Lord Judge told the court the cost of the measures needed to protect jurors from potential influence was too high and that such measures may not properly shield them.

More worrying is the paralysing effect on defence lawyers who are unable to address the information on which the decision is based. This was the case in Twomey, albeit despite the court's reassurance that the highest possible forensic standard of proof was required before the right was removed. A larger caveat was the principle that the Crown was not confined to evidence which would be admissible at a defendant's trial to prove the danger.

Commentators have criticised the underlying message to be taken from this case that we simply cannot protect witnesses, jurors and their families. What does such a statement do to the confidence of citizens in the system?

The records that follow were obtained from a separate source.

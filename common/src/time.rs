//! Time utilities and constants for bankcore.

use chrono::{DateTime, Duration, Utc};

/// Timing constants.
pub mod constants {
    use super::Duration;

    /// Trailing window of history fed to the risk gate (30 days).
    pub fn history_window() -> Duration {
        Duration::days(30)
    }

    /// Maximum history rows fed to the risk gate.
    pub const HISTORY_LIMIT: usize = 50;

    /// Default bound on a single risk scorer call (2 seconds).
    pub fn risk_timeout() -> Duration {
        Duration::seconds(2)
    }

    /// Maximum wait for an exclusive account or request lock (10 seconds).
    pub fn lock_acquisition_timeout() -> Duration {
        Duration::seconds(10)
    }
}

/// A timestamp (always UTC).
pub type Timestamp = DateTime<Utc>;

/// Get the current timestamp.
pub fn now() -> Timestamp {
    Utc::now()
}

/// Start of a trailing window ending now.
pub fn window_start(window: Duration) -> Timestamp {
    now() - window
}

/// Duration extensions for convenient construction.
pub trait DurationExt {
    fn as_std(&self) -> std::time::Duration;
}

impl DurationExt for Duration {
    fn as_std(&self) -> std::time::Duration {
        self.to_std().unwrap_or(std::time::Duration::ZERO)
    }
}

#[cfg(test)]
mod tests {
    use super::*;

    #[test]
    fn test_window_start() {
        let start = window_start(constants::history_window());
        let age = now() - start;
        assert!(age >= Duration::days(30));
        assert!(age < Duration::days(30) + Duration::seconds(5));
    }

    #[test]
    fn test_negative_duration_clamps_to_zero() {
        assert_eq!(Duration::seconds(-3).as_std(), std::time::Duration::ZERO);
        assert_eq!(
            constants::risk_timeout().as_std(),
            std::time::Duration::from_secs(2)
        );
    }
}
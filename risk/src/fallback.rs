//! Local verdict used when the scorer is unavailable.

use bankcore_common::{CandidateTransaction, HistoryEntry, RiskAssessment};
use rust_decimal::Decimal;
use serde::{Deserialize, Serialize};

pub const REASON_ABOVE_USUAL: &str = "Amount significantly higher than usual";
pub const REASON_VERY_LARGE: &str = "Very large transaction amount";
pub const REASON_NORMAL: &str = "Normal transaction";

/// Deterministic amount-based heuristic.
#[derive(Debug, Clone, PartialEq, Serialize, Deserialize)]
pub struct FallbackPolicy {
    /// Flag when the amount exceeds this multiple of the history mean.
    pub mean_multiplier: Decimal,
    /// Flag any amount above this.
    pub large_amount: Decimal,
    /// Score for a flagged transfer.
    pub flagged_score: f64,
    /// Score for everything else.
    pub normal_score: f64,
    pub confidence: f64,
    /// Scores above this are fraud.
    pub fraud_threshold: f64,
}

impl Default for FallbackPolicy {
    fn default() -> Self {
        Self {
            mean_multiplier: Decimal::from(3),
            large_amount: Decimal::from(5000),
            flagged_score: 0.7,
            normal_score: 0.2,
            confidence: 0.5,
            fraud_threshold: 0.8,
        }
    }
}

impl FallbackPolicy {
    /// Produce a verdict from the amount and history alone.
    pub fn assess(&self, candidate: &CandidateTransaction, history: &[HistoryEntry]) -> RiskAssessment {
        let amount = candidate.amount.value();
        let mean = mean_amount(history);

        let above_usual = mean > Decimal::ZERO && amount > mean * self.mean_multiplier;
        let very_large = amount > self.large_amount;

        let (risk_score, reason) = if above_usual {
            (self.flagged_score, REASON_ABOVE_USUAL)
        } else if very_large {
            (self.flagged_score, REASON_VERY_LARGE)
        } else {
            (self.normal_score, REASON_NORMAL)
        };

        RiskAssessment {
            risk_score,
            is_fraud: risk_score > self.fraud_threshold,
            reason: reason.to_string(),
            confidence: self.confidence,
            fallback: true,
            features: None,
        }
    }
}

/// Arithmetic mean of history amounts; zero for no history.
pub fn mean_amount(history: &[HistoryEntry]) -> Decimal {
    if history.is_empty() {
        return Decimal::ZERO;
    }
    let total: Decimal = history.iter().map(|h| h.amount).sum();
    total / Decimal::from(history.len())
}
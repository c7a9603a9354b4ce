//! Storage boundary.
//!
//! A [`LedgerStore`] hands out [`LedgerUnit`]s. Every balance mutation
//! happens inside a unit, and a unit either commits all of its writes or
//! none of them. Units that are dropped without `commit` roll back.

use async_trait::async_trait;
use bankcore_common::{
    AccountId, AlertId, Amount, ExternalRef, FraudAlert, HistoryEntry, NewFraudAlert,
    NewTransferRequest, RequestId, RequestStatus, Result, TransferRequest, UserId,
};
use chrono::{DateTime, Utc};
use rust_decimal::Decimal;

use crate::account::Account;
use crate::journal::{NewTransaction, Transaction};

/// Connection-level handle, shared across tasks.
#[async_trait]
pub trait LedgerStore: Send + Sync {
    /// Open a new atomic unit.
    async fn begin(&self) -> Result<Box<dyn LedgerUnit>>;

    /// Read an account without locking it.
    async fn account(&self, id: AccountId) -> Result<Option<Account>>;

    /// Read an account by routing reference without locking it.
    async fn account_by_ref(&self, reference: &ExternalRef) -> Result<Option<Account>>;

    /// All accounts of a user, ordered by id.
    async fn accounts_for_owner(&self, owner: UserId) -> Result<Vec<Account>>;

    /// Most recent ledger rows touching an account, newest first.
    async fn transactions_for_account(
        &self,
        id: AccountId,
        limit: usize,
    ) -> Result<Vec<Transaction>>;

    async fn request(&self, id: RequestId) -> Result<Option<TransferRequest>>;

    /// Pending requests addressed to `payer`, newest first.
    async fn pending_requests_for(&self, payer: UserId) -> Result<Vec<TransferRequest>>;

    /// Persist a new Pending request.
    async fn insert_request(&self, request: NewTransferRequest) -> Result<TransferRequest>;

    /// Conditionally move a request from Pending to Rejected.
    ///
    /// The update only applies when the request is Pending and addressed to
    /// `payer`. Returns `None` when nothing matched; the caller decides why.
    async fn reject_request(
        &self,
        id: RequestId,
        payer: UserId,
        at: DateTime<Utc>,
    ) -> Result<Option<TransferRequest>>;
}

/// One atomic unit of work.
#[async_trait]
pub trait LedgerUnit: Send {
    /// Read an account and hold it exclusively until the unit ends.
    async fn lock_account(&mut self, id: AccountId) -> Result<Account>;

    /// Lock several accounts, always in ascending id order, so two units
    /// locking the same pair cannot wait on each other. Returns the accounts
    /// in that order, duplicates removed.
    async fn lock_accounts(&mut self, ids: &[AccountId]) -> Result<Vec<Account>> {
        let mut ordered = ids.to_vec();
        ordered.sort();
        ordered.dedup();
        let mut accounts = Vec::with_capacity(ordered.len());
        for id in ordered {
            accounts.push(self.lock_account(id).await?);
        }
        Ok(accounts)
    }

    /// Read an account through this unit without locking it.
    async fn account(&mut self, id: AccountId) -> Result<Account>;

    /// All accounts of a user, ordered by id, read through this unit.
    async fn accounts_for_owner(&mut self, owner: UserId) -> Result<Vec<Account>>;

    /// Resolve a destination by routing reference.
    async fn find_by_external_ref(&mut self, reference: &ExternalRef) -> Result<Account>;

    /// Ledger rows touching `id` since `since`, newest first, at most `limit`.
    async fn recent_history(
        &mut self,
        id: AccountId,
        since: DateTime<Utc>,
        limit: usize,
    ) -> Result<Vec<HistoryEntry>>;

    /// Decrease a locked account's balance. Returns the new balance.
    async fn debit(&mut self, id: AccountId, amount: Amount) -> Result<Decimal>;

    /// Increase an account's balance.
    async fn credit(&mut self, id: AccountId, amount: Amount) -> Result<()>;

    async fn append_ledger_row(&mut self, row: NewTransaction) -> Result<Transaction>;

    /// Read a request and hold it exclusively until the unit ends.
    async fn lock_request(&mut self, id: RequestId) -> Result<TransferRequest>;

    /// Move a locked request from `expected` to `next`.
    async fn mark_request(
        &mut self,
        id: RequestId,
        expected: RequestStatus,
        next: RequestStatus,
        at: DateTime<Utc>,
    ) -> Result<()>;

    async fn commit(&mut self) -> Result<()>;

    async fn rollback(&mut self) -> Result<()>;
}

/// Fraud alert persistence.
#[async_trait]
pub trait AlertSink: Send + Sync {
    async fn record(&self, alert: NewFraudAlert) -> Result<FraudAlert>;

    /// Alerts raised for a user, newest first.
    async fn alerts_for_user(&self, user: UserId, limit: usize) -> Result<Vec<FraudAlert>>;

    /// Alerts across all users, newest first.
    async fn recent_alerts(&self, limit: usize) -> Result<Vec<FraudAlert>>;

    /// Mark an alert resolved. Resolving twice keeps the first timestamp.
    async fn resolve(&self, id: AlertId) -> Result<FraudAlert>;
}
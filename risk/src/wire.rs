//! JSON shapes exchanged with a risk scorer.

use bankcore_common::{CandidateTransaction, HistoryEntry, RiskAssessment};
use chrono::{DateTime, Utc};
use rust_decimal::Decimal;
use serde::{Deserialize, Serialize};

use crate::error::{RiskError, RiskResult};

/// Candidate transfer as the scorer sees it.
#[derive(Debug, Clone, PartialEq, Serialize, Deserialize)]
pub struct WireTransaction {
    pub amount: Decimal,
    #[serde(rename = "toRib")]
    pub to_rib: String,
    #[serde(rename = "createdAt")]
    pub created_at: DateTime<Utc>,
}

/// One history row as the scorer sees it.
#[derive(Debug, Clone, PartialEq, Serialize, Deserialize)]
pub struct WireHistoryEntry {
    pub amount: Decimal,
    #[serde(rename = "createdAt")]
    pub created_at: DateTime<Utc>,
    pub description: Option<String>,
}

/// Scoring request.
#[derive(Debug, Clone, PartialEq, Serialize, Deserialize)]
pub struct RiskRequest {
    pub transaction: WireTransaction,
    /// Trailing history, newest first.
    #[serde(rename = "userHistory")]
    pub user_history: Vec<WireHistoryEntry>,
}

impl RiskRequest {
    pub fn new(candidate: &CandidateTransaction, history: &[HistoryEntry]) -> Self {
        Self {
            transaction: WireTransaction {
                amount: candidate.amount.value(),
                to_rib: candidate.destination_ref.to_string(),
                created_at: candidate.timestamp,
            },
            user_history: history
                .iter()
                .map(|entry| WireHistoryEntry {
                    amount: entry.amount,
                    created_at: entry.timestamp,
                    description: entry.description.clone(),
                })
                .collect(),
        }
    }
}

/// Scoring response. Fields are lenient on the way in and checked by
/// [`RiskResponse::into_assessment`].
#[derive(Debug, Clone, PartialEq, Serialize, Deserialize)]
pub struct RiskResponse {
    pub success: bool,
    #[serde(default)]
    pub risk_score: Option<f64>,
    #[serde(default)]
    pub is_fraud: Option<bool>,
    #[serde(default)]
    pub reason: String,
    #[serde(default)]
    pub confidence: Option<f64>,
    #[serde(default, skip_serializing_if = "Option::is_none")]
    pub features: Option<serde_json::Value>,
    #[serde(default, skip_serializing_if = "Option::is_none")]
    pub error: Option<String>,
}

impl RiskResponse {
    /// A successful verdict.
    pub fn verdict(risk_score: f64, is_fraud: bool, reason: impl Into<String>, confidence: f64) -> Self {
        Self {
            success: true,
            risk_score: Some(risk_score),
            is_fraud: Some(is_fraud),
            reason: reason.into(),
            confidence: Some(confidence),
            features: None,
            error: None,
        }
    }

    /// A scorer-reported failure.
    pub fn failure(error: impl Into<String>) -> Self {
        Self {
            success: false,
            risk_score: Some(0.5),
            is_fraud: Some(false),
            reason: "Error in analysis".to_string(),
            confidence: None,
            features: None,
            error: Some(error.into()),
        }
    }

    pub fn with_features(mut self, features: serde_json::Value) -> Self {
        self.features = Some(features);
        self
    }

    /// Validate and convert into the engine's verdict type.
    pub fn into_assessment(self) -> RiskResult<RiskAssessment> {
        if !self.success {
            return Err(RiskError::Unsuccessful(
                self.error.unwrap_or_else(|| "no error detail".to_string()),
            ));
        }
        let risk_score = unit_interval("risk_score", self.risk_score)?;
        let confidence = unit_interval("confidence", self.confidence)?;
        let is_fraud = self
            .is_fraud
            .ok_or_else(|| RiskError::Malformed("missing is_fraud".to_string()))?;

        Ok(RiskAssessment {
            risk_score,
            is_fraud,
            reason: self.reason,
            confidence,
            fallback: false,
            features: self.features,
        })
    }
}

fn unit_interval(field: &str, value: Option<f64>) -> RiskResult<f64> {
    match value {
        None => Err(RiskError::Malformed(format!("missing {}", field))),
        Some(v) if !v.is_finite() || !(0.0..=1.0).contains(&v) => {
            Err(RiskError::Malformed(format!("{} out of range: {}", field, v)))
        }
        Some(v) => Ok(v),
    }
}
//! Engine configuration.

use std::time::Duration;

use bankcore_common::{constants, BankError, DurationExt, Result};
use bankcore_ledger::DatabaseConfig;
use bankcore_risk::{FallbackPolicy, RiskGateConfig};

/// Risk gate configuration.
#[derive(Debug, Clone)]
pub struct RiskConfig {
    /// Upper bound on one scorer call.
    pub timeout: Duration,
    /// Transfers scoring above this are blocked.
    pub block_threshold: f64,
    /// Pre-checks scoring above this raise an advisory alert.
    pub advisory_threshold: f64,
    /// External scorer command line. `None` uses the in-process rules.
    pub scorer_command: Option<String>,
    /// Verdict used when the scorer is degraded.
    pub fallback: FallbackPolicy,
}

impl Default for RiskConfig {
    fn default() -> Self {
        Self {
            timeout: constants::risk_timeout().as_std(),
            block_threshold: 0.85,
            advisory_threshold: 0.8,
            scorer_command: None,
            fallback: FallbackPolicy::default(),
        }
    }
}

impl RiskConfig {
    pub fn gate_config(&self) -> RiskGateConfig {
        RiskGateConfig {
            timeout: self.timeout,
            fallback: self.fallback.clone(),
        }
    }
}

/// How much history feeds the risk gate.
#[derive(Debug, Clone)]
pub struct HistoryConfig {
    pub window: chrono::Duration,
    pub limit: usize,
}

impl Default for HistoryConfig {
    fn default() -> Self {
        Self {
            window: constants::history_window(),
            limit: constants::HISTORY_LIMIT,
        }
    }
}

/// Main engine configuration.
#[derive(Debug, Clone)]
pub struct EngineConfig {
    /// Database configuration.
    pub database: DatabaseConfig,
    /// Risk gate configuration.
    pub risk: RiskConfig,
    /// History configuration.
    pub history: HistoryConfig,
    /// Log level.
    pub log_level: String,
}

impl Default for EngineConfig {
    fn default() -> Self {
        Self {
            database: DatabaseConfig::default(),
            risk: RiskConfig::default(),
            history: HistoryConfig::default(),
            log_level: "info".to_string(),
        }
    }
}

fn env_parse<T: std::str::FromStr>(name: &str) -> Option<T> {
    std::env::var(name).ok().and_then(|v| v.trim().parse().ok())
}

impl EngineConfig {
    /// Load configuration from environment variables.
    pub fn from_env() -> Self {
        let mut config = Self {
            database: DatabaseConfig::from_env(),
            ..Self::default()
        };

        if let Some(ms) = env_parse::<u64>("RISK_TIMEOUT_MS") {
            config.risk.timeout = Duration::from_millis(ms);
        }
        if let Some(threshold) = env_parse("RISK_BLOCK_THRESHOLD") {
            config.risk.block_threshold = threshold;
        }
        if let Some(threshold) = env_parse("RISK_ADVISORY_THRESHOLD") {
            config.risk.advisory_threshold = threshold;
        }
        if let Ok(command) = std::env::var("RISK_SCORER_COMMAND") {
            if !command.trim().is_empty() {
                config.risk.scorer_command = Some(command);
            }
        }
        if let Some(days) = env_parse::<i64>("HISTORY_WINDOW_DAYS") {
            config.history.window = chrono::Duration::days(days);
        }
        if let Some(limit) = env_parse("HISTORY_LIMIT") {
            config.history.limit = limit;
        }
        if let Ok(level) = std::env::var("LOG_LEVEL") {
            config.log_level = level;
        }

        config
    }

    /// Validate configuration.
    pub fn validate(&self) -> Result<()> {
        let invalid = |message: &str| Err(BankError::Configuration(message.to_string()));

        if self.database.url.is_empty() {
            return invalid("Database URL cannot be empty");
        }
        if self.database.max_connections == 0 {
            return invalid("Database pool needs at least one connection");
        }
        if self.risk.timeout.is_zero() {
            return invalid("Risk timeout cannot be zero");
        }
        for threshold in [self.risk.block_threshold, self.risk.advisory_threshold] {
            if !(0.0..=1.0).contains(&threshold) {
                return invalid("Risk thresholds must be within [0, 1]");
            }
        }
        if self.risk.advisory_threshold > self.risk.block_threshold {
            return invalid("Advisory threshold cannot exceed block threshold");
        }
        if self.history.window <= chrono::Duration::zero() {
            return invalid("History window must be positive");
        }
        if self.history.limit == 0 {
            return invalid("History limit cannot be 0");
        }

        Ok(())
    }
}

#[cfg(test)]
mod tests {
    use super::*;

    #[test]
    fn test_default_config() {
        let config = EngineConfig::default();
        assert!(config.validate().is_ok());
        assert_eq!(config.risk.timeout, Duration::from_secs(2));
        assert_eq!(config.history.limit, 50);
        assert_eq!(config.history.window, chrono::Duration::days(30));
    }

    #[test]
    fn test_invalid_thresholds() {
        let mut config = EngineConfig::default();
        config.risk.advisory_threshold = 0.9;
        assert!(config.validate().is_err());

        let mut config = EngineConfig::default();
        config.risk.block_threshold = 1.5;
        let err = config.validate().unwrap_err();
        assert_eq!(err.error_code(), "CONFIGURATION_ERROR");
    }

    #[test]
    fn test_invalid_timeout_and_url() {
        let mut config = EngineConfig::default();
        config.risk.timeout = Duration::ZERO;
        assert!(config.validate().is_err());

        let mut config = EngineConfig::default();
        config.database.url.clear();
        assert!(config.validate().is_err());
    }

    #[test]
    fn test_gate_config_carries_timeout() {
        let mut config = RiskConfig::default();
        config.timeout = Duration::from_millis(150);
        assert_eq!(config.gate_config().timeout, Duration::from_millis(150));
    }
}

However, Lord Judge pointed out that it would be unfair to the jurors themselves to impose such a burden. Exact details of the proposed safety measures cannot be revealed for security reasons but they must have been necessarily intrusive to ensure protection. There has to be some truth to this. Is it right to expect jurors to be exposed to the intrusion that would arise from police protection? What brave citizen would knowingly and willingly put themselves and their family at risk in such circumstances? Is it fair to ask them to undertake such an obligation?

A professional judge, it can be argued, can be protected, can approach the matter dispassionately on the evidence and take a reasoned and considered approach.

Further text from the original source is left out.